А я быть ласковой больше не могла.
– Не хочу тебя здесь видеть.
Он молчал.
– А хочу, чтобы ты поехал в Польшу. Чтобы взял отпуск, повидался с Агнешкой, познакомился с ее семьей. А потом вернулся, и начал жить вместе с ней, и она бы тебя смешила.
– Нет, Ленни.
– Умирающим детям не говорят “нет”.
– Вообще-то над этим не шутят, – сказал он, но слегка улыбнулся.
– Уходи, я так хочу.
Пара слезинок скатилась по его щекам – пришлось отцу снять очки и утереть их.
– Дай мне обещание. Пообещай, что уйдешь и не вернешься.
– Но я…
– А когда мне недолго останется, сестры тебе сообщат. Позвонят и позовут тебя. И тогда приходи попрощаться. Но не это будет настоящее прощание. Настоящее – сейчас. Пока я еще Ленни. Пока краснею из-за трубок и жду, когда принесут обед, потому что у них тут вкусный клубничный йогурт.
Отец покачал головой, и слезы покатились опять, тогда он просто снял очки и положил на колени. А потом взял мою руку с трубкой в свою мокрую ладонь.
– Если…
– Если я передумаю – попрошу их позвать тебя, и ты придешь. Знаю. Но ты должен пообещать.
– Почему?
– Потому что я тебя отпускаю.
Он просидел со мной не один час, а когда принесли обед, попросил медсестру заменить лимонный йогурт на клубничный.

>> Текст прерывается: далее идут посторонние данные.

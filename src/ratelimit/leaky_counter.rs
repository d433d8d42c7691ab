//! Interval counter ("leaky bucket") rate limiting.
//!
//! Every key counts admitted requests since the last global tick. Each tick
//! clears the count of every active key at once; quota does not drain in
//! proportion to the time elapsed since a key's own last request. Keys that
//! stay at zero for `max_idle_ticks` consecutive ticks are deleted.

use std::sync::atomic::{AtomicU64, Ordering};

use tracing::{debug, trace};

use super::backend::{bucket_not_found, Dimension, Limits, RateLimiterBackend};
use super::store::DimensionStores;
use crate::error::Result;

/// Per-key state for the interval counter.
#[derive(Debug, Default)]
pub struct LeakyBucket {
    /// Requests admitted since the last tick
    rate: AtomicU64,
    /// Consecutive ticks with no admitted request
    idle_ticks: AtomicU64,
}

impl LeakyBucket {
    pub fn rate(&self) -> u64 {
        self.rate.load(Ordering::Acquire)
    }

    pub fn idle_ticks(&self) -> u64 {
        self.idle_ticks.load(Ordering::Acquire)
    }

    fn try_acquire(&self, limit: u64) -> bool {
        self.rate
            .fetch_update(Ordering::AcqRel, Ordering::Acquire, |rate| {
                (rate < limit).then_some(rate + 1)
            })
            .is_ok()
    }

    fn reset(&self) {
        self.rate.store(0, Ordering::Release);
        self.idle_ticks.store(0, Ordering::Release);
    }

    /// Apply one tick. Returns false once the bucket should be deleted.
    fn tick(&self, max_idle_ticks: u64) -> bool {
        if self.rate.load(Ordering::Acquire) > 0 {
            self.reset();
            return true;
        }
        let idle = self.idle_ticks.fetch_add(1, Ordering::AcqRel) + 1;
        max_idle_ticks == 0 || idle < max_idle_ticks
    }
}

/// Interval counter limiter over the IP, password and login dimensions.
///
/// `max_idle_ticks == 0` keeps idle keys forever; ticks still reset counts.
pub struct LeakyCounterLimiter {
    buckets: DimensionStores<LeakyBucket>,
    limits: Limits,
    max_idle_ticks: u64,
}

impl LeakyCounterLimiter {
    pub fn new(limits: Limits, max_idle_ticks: u64) -> Self {
        Self {
            buckets: DimensionStores::new(),
            limits,
            max_idle_ticks,
        }
    }

    pub fn bucket(&self, dimension: Dimension, key: &str) -> Option<std::sync::Arc<LeakyBucket>> {
        self.buckets.get(dimension).get(key)
    }
}

impl RateLimiterBackend for LeakyCounterLimiter {
    fn allow(&self, dimension: Dimension, key: &str) -> bool {
        let bucket = self
            .buckets
            .get(dimension)
            .get_or_create_with(key, LeakyBucket::default);
        let admitted = bucket.try_acquire(self.limits.get(dimension));

        trace!(%dimension, admitted, rate = bucket.rate(), "Leaky counter check");
        admitted
    }

    fn clean(&self, dimension: Dimension, key: &str) -> Result<()> {
        let bucket = self
            .buckets
            .get(dimension)
            .get(key)
            .ok_or_else(|| bucket_not_found(dimension, key))?;
        bucket.reset();
        Ok(())
    }

    fn sweep(&self) {
        for dimension in Dimension::CHECK_ORDER {
            let removed = self
                .buckets
                .get(dimension)
                .sweep(|bucket| bucket.tick(self.max_idle_ticks));
            if removed > 0 {
                debug!(%dimension, removed, "Evicted idle leaky counter buckets");
            }
        }
    }

    fn bucket_count(&self, dimension: Dimension) -> usize {
        self.buckets.get(dimension).len()
    }
}
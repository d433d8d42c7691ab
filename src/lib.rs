//! Bruteguard - Brute-force Protection Service
//!
//! This crate decides whether a login attempt, identified by source IP,
//! login and password, may proceed. It combines a static whitelist/blacklist
//! of networks with per-key rate limits on each of the three dimensions, and
//! exposes the decision over gRPC.

pub mod access;
pub mod config;
pub mod engine;
pub mod error;
pub mod grpc;
pub mod ratelimit;
pub mod storage;
//! Rate limiter facade combining the three dimensions.

use std::sync::Arc;
use std::time::Duration;

use serde::{Deserialize, Serialize};
use tracing::{debug, info, trace};

use super::backend::{Dimension, Limits, RateLimiterBackend};
use super::clock::{Clock, SystemClock};
use super::evictor::Evictor;
use super::fixed_window::FixedWindowLimiter;
use super::leaky_counter::LeakyCounterLimiter;
use super::token_bucket::TokenBucketLimiter;
use crate::error::{BruteguardError, Result};

/// Rate limiting algorithm, chosen once at construction.
#[derive(Debug, Clone, Copy, PartialEq, Eq, Serialize, Deserialize)]
#[serde(rename_all = "snake_case")]
pub enum Algorithm {
    FixedWindow,
    LeakyCounter,
    TokenBucket,
}

/// Configuration for a [`RateLimiter`].
#[derive(Debug, Clone)]
pub struct RateLimiterConfig {
    pub algorithm: Algorithm,
    pub limits: Limits,
    /// Window length, refill interval and sweep period
    pub interval: Duration,
    /// Idle time before a bucket is evicted (fixed window, token bucket)
    pub ttl: Duration,
    /// Idle ticks before a bucket is evicted (leaky counter); 0 disables
    pub max_idle_ticks: u64,
}

/// The rate limiter consulted for every authentication attempt.
///
/// Owns one bucket store per dimension (inside the chosen backend) and the
/// background task that evicts idle buckets.
pub struct RateLimiter {
    backend: Arc<dyn RateLimiterBackend>,
    evictor: Evictor,
    algorithm: Algorithm,
}

impl RateLimiter {
    /// Create a rate limiter and start its eviction task.
    ///
    /// Must be called from within a tokio runtime.
    pub fn new(config: RateLimiterConfig) -> Result<Self> {
        Self::with_clock(config, Arc::new(SystemClock::new()))
    }

    /// Create a rate limiter reading time from `clock`.
    pub fn with_clock(config: RateLimiterConfig, clock: Arc<dyn Clock>) -> Result<Self> {
        if config.interval.is_zero() {
            return Err(BruteguardError::Config(
                "rate limiting interval must be greater than zero".to_string(),
            ));
        }
        if tokio::runtime::Handle::try_current().is_err() {
            return Err(BruteguardError::Config(
                "rate limiter must be created inside a tokio runtime".to_string(),
            ));
        }

        let backend: Arc<dyn RateLimiterBackend> = match config.algorithm {
            Algorithm::FixedWindow => Arc::new(FixedWindowLimiter::new(
                config.limits,
                config.interval,
                config.ttl,
                clock,
            )),
            Algorithm::LeakyCounter => {
                Arc::new(LeakyCounterLimiter::new(config.limits, config.max_idle_ticks))
            }
            Algorithm::TokenBucket => Arc::new(TokenBucketLimiter::new(
                config.limits,
                config.interval,
                config.ttl,
                clock,
            )),
        };

        let evictor = Evictor::spawn(Arc::clone(&backend), config.interval);

        info!(
            algorithm = ?config.algorithm,
            limit_ip = config.limits.ip,
            limit_password = config.limits.password,
            limit_login = config.limits.login,
            interval = ?config.interval,
            "Rate limiter initialized"
        );

        Ok(Self {
            backend,
            evictor,
            algorithm: config.algorithm,
        })
    }

    /// Check an authentication attempt against the IP, password and login
    /// limits, in that order.
    ///
    /// Stops at the first denying dimension. Quota already consumed on the
    /// dimensions checked before it is not given back.
    pub fn allow(&self, ip: &str, password: &str, login: &str) -> bool {
        for dimension in Dimension::CHECK_ORDER {
            let key = match dimension {
                Dimension::Ip => ip,
                Dimension::Password => password,
                Dimension::Login => login,
            };
            if !self.backend.allow(dimension, key) {
                debug!(%dimension, "Rate limit exceeded");
                return false;
            }
        }
        trace!("Rate limit check passed");
        true
    }

    /// Reset an IP bucket to full quota.
    pub fn clean_bucket_ip(&self, ip: &str) -> Result<()> {
        self.clean(Dimension::Ip, ip)
    }

    /// Reset a password bucket to full quota.
    pub fn clean_bucket_password(&self, password: &str) -> Result<()> {
        self.clean(Dimension::Password, password)
    }

    /// Reset a login bucket to full quota.
    pub fn clean_bucket_login(&self, login: &str) -> Result<()> {
        self.clean(Dimension::Login, login)
    }

    fn clean(&self, dimension: Dimension, key: &str) -> Result<()> {
        self.backend.clean(dimension, key)?;
        info!(%dimension, "Bucket cleaned");
        Ok(())
    }

    /// Stop the eviction task. Idempotent and safe to race.
    pub fn stop(&self) {
        self.evictor.stop();
    }

    /// Stop the eviction task and wait for it to exit.
    pub async fn shutdown(&self) {
        self.evictor.shutdown().await;
    }

    /// Whether the eviction task is still running.
    pub fn is_evicting(&self) -> bool {
        self.evictor.is_running()
    }

    pub fn algorithm(&self) -> Algorithm {
        self.algorithm
    }

    /// Get the number of live buckets for a dimension.
    pub fn bucket_count(&self, dimension: Dimension) -> usize {
        self.backend.bucket_count(dimension)
    }
}

impl Drop for RateLimiter {
    fn drop(&mut self) {
        self.evictor.stop();
    }
}
//! Error types for the Bruteguard service.

use thiserror::Error;

/// Main error type for Bruteguard operations.
#[derive(Error, Debug)]
pub enum BruteguardError {
    /// Malformed IP address or network literal
    #[error("Invalid input: {0}")]
    InvalidInput(String),

    /// Clean-bucket request for a key that has no bucket
    #[error("Bucket not found: {0}")]
    BucketNotFound(String),

    /// Persistence failures reported by a network store
    #[error("Storage error: {0}")]
    Storage(String),

    /// SQLite errors
    #[error("Database error: {0}")]
    Database(#[from] sqlx::Error),

    /// Configuration-related errors
    #[error("Configuration error: {0}")]
    Config(String),

    /// gRPC server errors
    #[error("gRPC error: {0}")]
    Grpc(#[from] tonic::transport::Error),

    /// I/O errors
    #[error("I/O error: {0}")]
    Io(#[from] std::io::Error),
}

impl From<BruteguardError> for tonic::Status {
    fn from(err: BruteguardError) -> Self {
        match err {
            BruteguardError::InvalidInput(msg) => tonic::Status::invalid_argument(msg),
            BruteguardError::BucketNotFound(key) => {
                tonic::Status::not_found(format!("bucket not found: {}", key))
            }
            other => tonic::Status::internal(other.to_string()),
        }
    }
}

/// Result type alias for Bruteguard operations.
pub type Result<T> = std::result::Result<T, BruteguardError>;

#[cfg(test)]
mod tests {
    use super::*;

    #[test]
    fn test_status_mapping() {
        let status: tonic::Status = BruteguardError::InvalidInput("bad ip".into()).into();
        assert_eq!(status.code(), tonic::Code::InvalidArgument);

        let status: tonic::Status = BruteguardError::BucketNotFound("bob".into()).into();
        assert_eq!(status.code(), tonic::Code::NotFound);

        let status: tonic::Status = BruteguardError::Storage("disk full".into()).into();
        assert_eq!(status.code(), tonic::Code::Internal);
    }
}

Проснувшись на следующее утро, я обнаружила на стуле для посетителей, где недавно сидел отец, поросенка Бенни со свернутой фотографией – мы с отцом на первом моем дне рождения. Я сижу у него на коленях и, подняв руку, прижимаю ладонь к глазу, а он смеется. Все щеки у меня в глазури от торта, и комбинезон тоже. Снимок истерся посередине крест-накрест – пятнадцать лет обитал у отца в бумажнике.
А на обороте зеленым маркером, позаимствованным на сестринском посту, он написал: “Никогда тебя не разлюблю, шалунья”.
Марго улыбнулась мне, вроде бы понимающе. И вроде бы, хоть я, вполне вероятно, ошибалась, с гордостью за меня.
– Можем теперь отправиться в Лондон? – спросила я.
– Могли бы, но сегодня отправимся в новое место.